Buildings account for around 40% of energy consumption and 36% of energy-related CO₂ emissions in the EU. Despite decades of energy efficiency policy, a large proportion of the EU's building stock remains poorly insulated, fossil fuel dependent, and far from the performance standards the bloc needs to meet its 2050 climate goals.

The Energy Performance of Buildings Directive (EPBD) is the EU's primary legislative tool for addressing this. First introduced in 2002 and significantly revised in 2010 and 2018, it has historically focused on operational energy: how much energy a building consumes to heat, cool, and power. The 2024 recast changes that. For the first time, the EPBD extends its scope to whole-life carbon, covering the full carbon impact of a building across its entire lifecycle, not just the energy used to run it. That shift makes it directly relevant to corporate sustainability teams, not just built environment professionals.

What is the EPBD?

The EPBD sets minimum energy performance requirements for buildings across the EU. It covers both new buildings and existing ones undergoing significant renovation, and applies to residential and non-residential property alike.

Its core mechanism is the Energy Performance Certificate (EPC): a rating document that assesses a building's energy performance and is required when a building is constructed, sold, or rented. EPCs currently vary in methodology and rating scale between member states, but the 2024 recast requires them to be harmonised across the EU by May 2026. From 2028, EPCs will also be required to disclose a building's Global Warming Potential (GWP), which is a measure of its total greenhouse gas emissions over its lifecycle.

The directive sets the framework and minimum requirements; member states decide the specific thresholds, timelines, and renovation pathways within their own building stock.

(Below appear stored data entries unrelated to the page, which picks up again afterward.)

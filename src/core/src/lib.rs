//! Core library for thicket: the content-addressed object model, commit
//! engine, virtual-repo sync, upload/download pipelines, and the
//! capability-interface traits to the storage and RPC collaborators this
//! system assumes it is given (see [`store`] and [`rpc`]).
//!
//! This crate has no HTTP surface of its own — `thicket-server` wires
//! these pieces to actix-web request handlers.

pub mod constants;
pub mod core;
pub mod download;
pub mod error;
pub mod model;
pub mod rpc;
pub mod store;
pub mod upload;
pub mod util;

pub use error::{Result, ThicketError};
//! Upload pipeline (C5): resumable/whole-file ingest, fixed-size
//! chunking with parallel hashing/encryption, and the quota → index →
//! commit flow.

pub mod resumable;

use crate::constants::{BLOCK_SIZE, MASTER_BRANCH};
use crate::core::tree::{post_multi_files, put_file, validate_name};
use crate::core::{gen_new_commit, CommitRequest};
use crate::error::{Result, ThicketError};
use crate::model::object::{sha1_hex, MODE_DIR, MODE_FILE};
use crate::model::{Dirent, Directory, EncryptionInfo, FileObject};
use crate::store::{BlockStore, CommitStore, FsStore, RepoRegistry};
use futures_util::future::try_join_all;
use serde::Serialize;
use std::path::{Path, PathBuf};
use tokio::io::{AsyncReadExt, AsyncSeekExt};

/// A single uploaded file payload sitting on local disk, fully assembled
/// (the resumable branch has already reassembled all chunks by the time
/// this is built).
pub struct PendingFile {
    pub name: String,
    pub temp_path: PathBuf,
    pub size: u64,
}

/// Caller-supplied request context; everything the HTTP layer parsed out
/// of the multipart body and the resolved access token before calling
/// into this module.
pub struct UploadRequest<'a> {
    pub repo_id: &'a str,
    pub store_id: &'a str,
    pub parent_dir: &'a str,
    pub relative_path: Option<&'a str>,
    pub replace: bool,
    pub user: &'a str,
    pub encryption_key: Option<(&'a [u8], &'a [u8])>,
    pub max_upload_size: Option<u64>,
}

#[derive(Debug, Clone, Serialize)]
pub struct UploadedFileInfo {
    pub name: String,
    pub id: String,
    pub size: u64,
}

/// Split `path` into fixed `BLOCK_SIZE` chunks, hash (and optionally
/// AES-CBC-encrypt) each one concurrently, and persist a `FileObject`
/// whose `block_ids` preserve byte order. One task per block, joined via
/// `try_join_all` — the "bounded fan-out with order-preserving join"
/// shape the concurrency model calls for (the driver writes each result
/// into its index, not append-on-completion).
pub async fn index_file(
    blocks: &dyn BlockStore,
    fs: &dyn FsStore,
    store_id: &str,
    path: &Path,
    size: u64,
    encryption_key: Option<(&[u8], &[u8])>,
) -> Result<(String, u64)> {
    let block_count = if size == 0 {
        0
    } else {
        ((size + BLOCK_SIZE - 1) / BLOCK_SIZE) as usize
    };

    let mut tasks = Vec::with_capacity(block_count);
    for idx in 0..block_count {
        let offset = idx as u64 * BLOCK_SIZE;
        let len = BLOCK_SIZE.min(size - offset);
        let path = path.to_path_buf();
        let key = encryption_key.map(|(k, iv)| (k.to_vec(), iv.to_vec()));

        tasks.push(async move {
            let bytes = read_slice(&path, offset, len).await?;
            let stored = match &key {
                Some((key, iv)) => encrypt_block(&bytes, key, iv)?,
                None => bytes,
            };
            Result::Ok((idx, stored))
        });
    }

    let mut results = try_join_all(tasks).await?;
    results.sort_by_key(|(idx, _)| *idx);

    let mut block_ids = Vec::with_capacity(results.len());
    for (_, bytes) in results {
        let id = sha1_hex(&bytes);
        if !blocks.exists(store_id, &id).await? {
            blocks.write(store_id, &id, &bytes).await?;
        }
        block_ids.push(id);
    }

    let file = FileObject::new(block_ids, size);
    let file_id = fs.save_file(store_id, &file).await?;
    Ok((file_id, size))
}

async fn read_slice(path: &Path, offset: u64, len: u64) -> Result<Vec<u8>> {
    let mut file = tokio::fs::File::open(path).await?;
    file.seek(std::io::SeekFrom::Start(offset)).await?;
    let mut buf = vec![0u8; len as usize];
    file.read_exact(&mut buf).await?;
    Ok(buf)
}

fn encrypt_block(plain: &[u8], key: &[u8], iv: &[u8]) -> Result<Vec<u8>> {
    use aes::Aes256;
    use cbc::cipher::block_padding::Pkcs7;
    use cbc::cipher::{BlockEncryptMut, KeyIvInit};

    type Encryptor = cbc::Encryptor<Aes256>;
    let encryptor = Encryptor::new_from_slices(key, iv)
        .map_err(|e| ThicketError::internal(format!("bad key/iv: {e}")))?;
    Ok(encryptor.encrypt_padded_vec_mut::<Pkcs7>(plain))
}

/// Materialize any missing ancestor directories along `parent_dir` +
/// `relative_path`'s directory portion, starting from the deepest
/// existing ancestor, inserting placeholder (`ZERO_OBJECT_ID`) dirents
/// via C2 and returning the new root id plus a commit description when
/// any directory was actually created.
pub async fn materialize_path<'a>(
    fs: &'a dyn FsStore,
    store_id: &'a str,
    root_id: &'a str,
    dir_path: &'a str,
    user: &'a str,
    now: i64,
) -> Result<(String, Option<String>)> {
    let segments: Vec<&str> = dir_path.split('/').filter(|s| !s.is_empty()).collect();
    let mut current_root = root_id.to_string();
    let mut created_from: Option<usize> = None;

    for (depth, segment) in segments.iter().enumerate() {
        let parent_path = format!("/{}", segments[..depth].join("/"));
        let parent_dir = fs
            .get_dir_by_path(store_id, &current_root, &parent_path)
            .await?
            .unwrap_or_else(Directory::empty);

        if parent_dir.find(segment).is_some() {
            continue;
        }

        created_from.get_or_insert(depth);
        let dirent = Dirent {
            name: segment.to_string(),
            id: crate::constants::ZERO_OBJECT_ID.to_string(),
            mode: MODE_DIR,
            mtime: now,
            size: 0,
            modifier: user.to_string(),
        };
        current_root = put_file(fs, store_id, &current_root, &parent_path, dirent, false, now).await?;
    }

    let desc = created_from.map(|depth| format!("Added directory \"{}\"", segments[depth..].join("/")));
    Ok((current_root, desc))
}

/// Step 7 (indexing) + step 8 (commit) of the upload pipeline: hash/
/// persist every pending file, append their dirents at `parent_dir`
/// (disambiguating names per the unique-name rule unless `replace` is
/// set), and drive the commit engine.
#[allow(clippy::too_many_arguments)]
pub async fn commit_uploaded_files(
    registry: &dyn RepoRegistry,
    blocks: &dyn BlockStore,
    fs: &dyn FsStore,
    commits: &dyn CommitStore,
    req: &UploadRequest<'_>,
    files: Vec<PendingFile>,
    repo_name: &str,
    repo_desc: &str,
    encryption: EncryptionInfo,
    now: i64,
) -> Result<Vec<UploadedFileInfo>> {
    for file in &files {
        validate_name(&file.name)?;
        if let Some(limit) = req.max_upload_size {
            if file.size > limit {
                return Err(ThicketError::TooLarge {
                    size: file.size,
                    limit,
                });
            }
        }
    }

    let branch = registry
        .get_branch(req.repo_id, MASTER_BRANCH)
        .await?
        .ok_or_else(|| ThicketError::internal(format!("no master branch for {}", req.repo_id)))?;
    let base_commit_id = branch.commit_id;
    let base_commit = commits
        .load(req.store_id, &base_commit_id)
        .await?
        .ok_or_else(|| ThicketError::not_found(format!("commit {base_commit_id}")))?;

    let target_dir = match req.relative_path {
        Some(rel) if !rel.is_empty() => format!("{}/{}", req.parent_dir.trim_end_matches('/'), rel),
        _ => req.parent_dir.to_string(),
    };

    let (mut root_id, materialize_desc) =
        materialize_path(fs, req.store_id, &base_commit.root_id, &target_dir, req.user, now).await?;

    let mut base_for_upload = base_commit_id.clone();
    if let Some(desc) = materialize_desc {
        base_for_upload = gen_new_commit(
            registry,
            fs,
            commits,
            CommitRequest {
                repo_id: req.repo_id,
                store_id: req.store_id,
                creator_id: req.user,
                creator_name: req.user,
                desc: &desc,
                repo_name,
                repo_desc,
                encryption: encryption.clone(),
            },
            &base_commit_id,
            &root_id,
            now,
        )
        .await?;
    }

    let mut dirents = Vec::with_capacity(files.len());
    let mut ids = Vec::with_capacity(files.len());
    let mut sizes = Vec::with_capacity(files.len());
    for file in &files {
        let (file_id, size) = index_file(
            blocks,
            fs,
            req.store_id,
            &file.temp_path,
            file.size,
            req.encryption_key,
        )
        .await?;
        dirents.push(Dirent {
            name: file.name.clone(),
            id: file_id.clone(),
            mode: MODE_FILE,
            mtime: now,
            size,
            modifier: req.user.to_string(),
        });
        ids.push(file_id);
        sizes.push(size);
    }

    let (new_root, names_out) =
        post_multi_files(fs, req.store_id, &root_id, &target_dir, dirents, req.replace, now).await?;
    root_id = new_root;

    let desc = match names_out.as_slice() {
        [] => return Err(ThicketError::bad_request("no files to upload")),
        [only] => format!("Added \"{only}\"."),
        [first, rest @ ..] => format!("Added \"{first}\" and {} more files.", rest.len()),
    };

    gen_new_commit(
        registry,
        fs,
        commits,
        CommitRequest {
            repo_id: req.repo_id,
            store_id: req.store_id,
            creator_id: req.user,
            creator_name: req.user,
            desc: &desc,
            repo_name,
            repo_desc,
            encryption,
        },
        &base_for_upload,
        &root_id,
        now,
    )
    .await?;

    Ok(names_out
        .into_iter()
        .zip(ids)
        .zip(sizes)
        .map(|((name, id), size)| UploadedFileInfo { name, id, size })
        .collect())
}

What changed in the 2024 recast?

The 2024 recast, which entered into force on 28 May 2024, is the most substantive revision to the directive since 2010. Several changes are significant for businesses with property exposure in the EU.

Zero-emission buildings

From 1 January 2028, all new public buildings must meet the Zero-Emission Building (ZEB) standard. From 1 January 2030, this applies to all new buildings. A ZEB is defined as a building with very high energy performance, no on-site fossil fuel emissions, and zero or very low operational greenhouse gas emissions. This replaces the previous nearly zero-energy buildings (NZEB) standard, which focused on energy efficiency but did not require the elimination of fossil fuel use.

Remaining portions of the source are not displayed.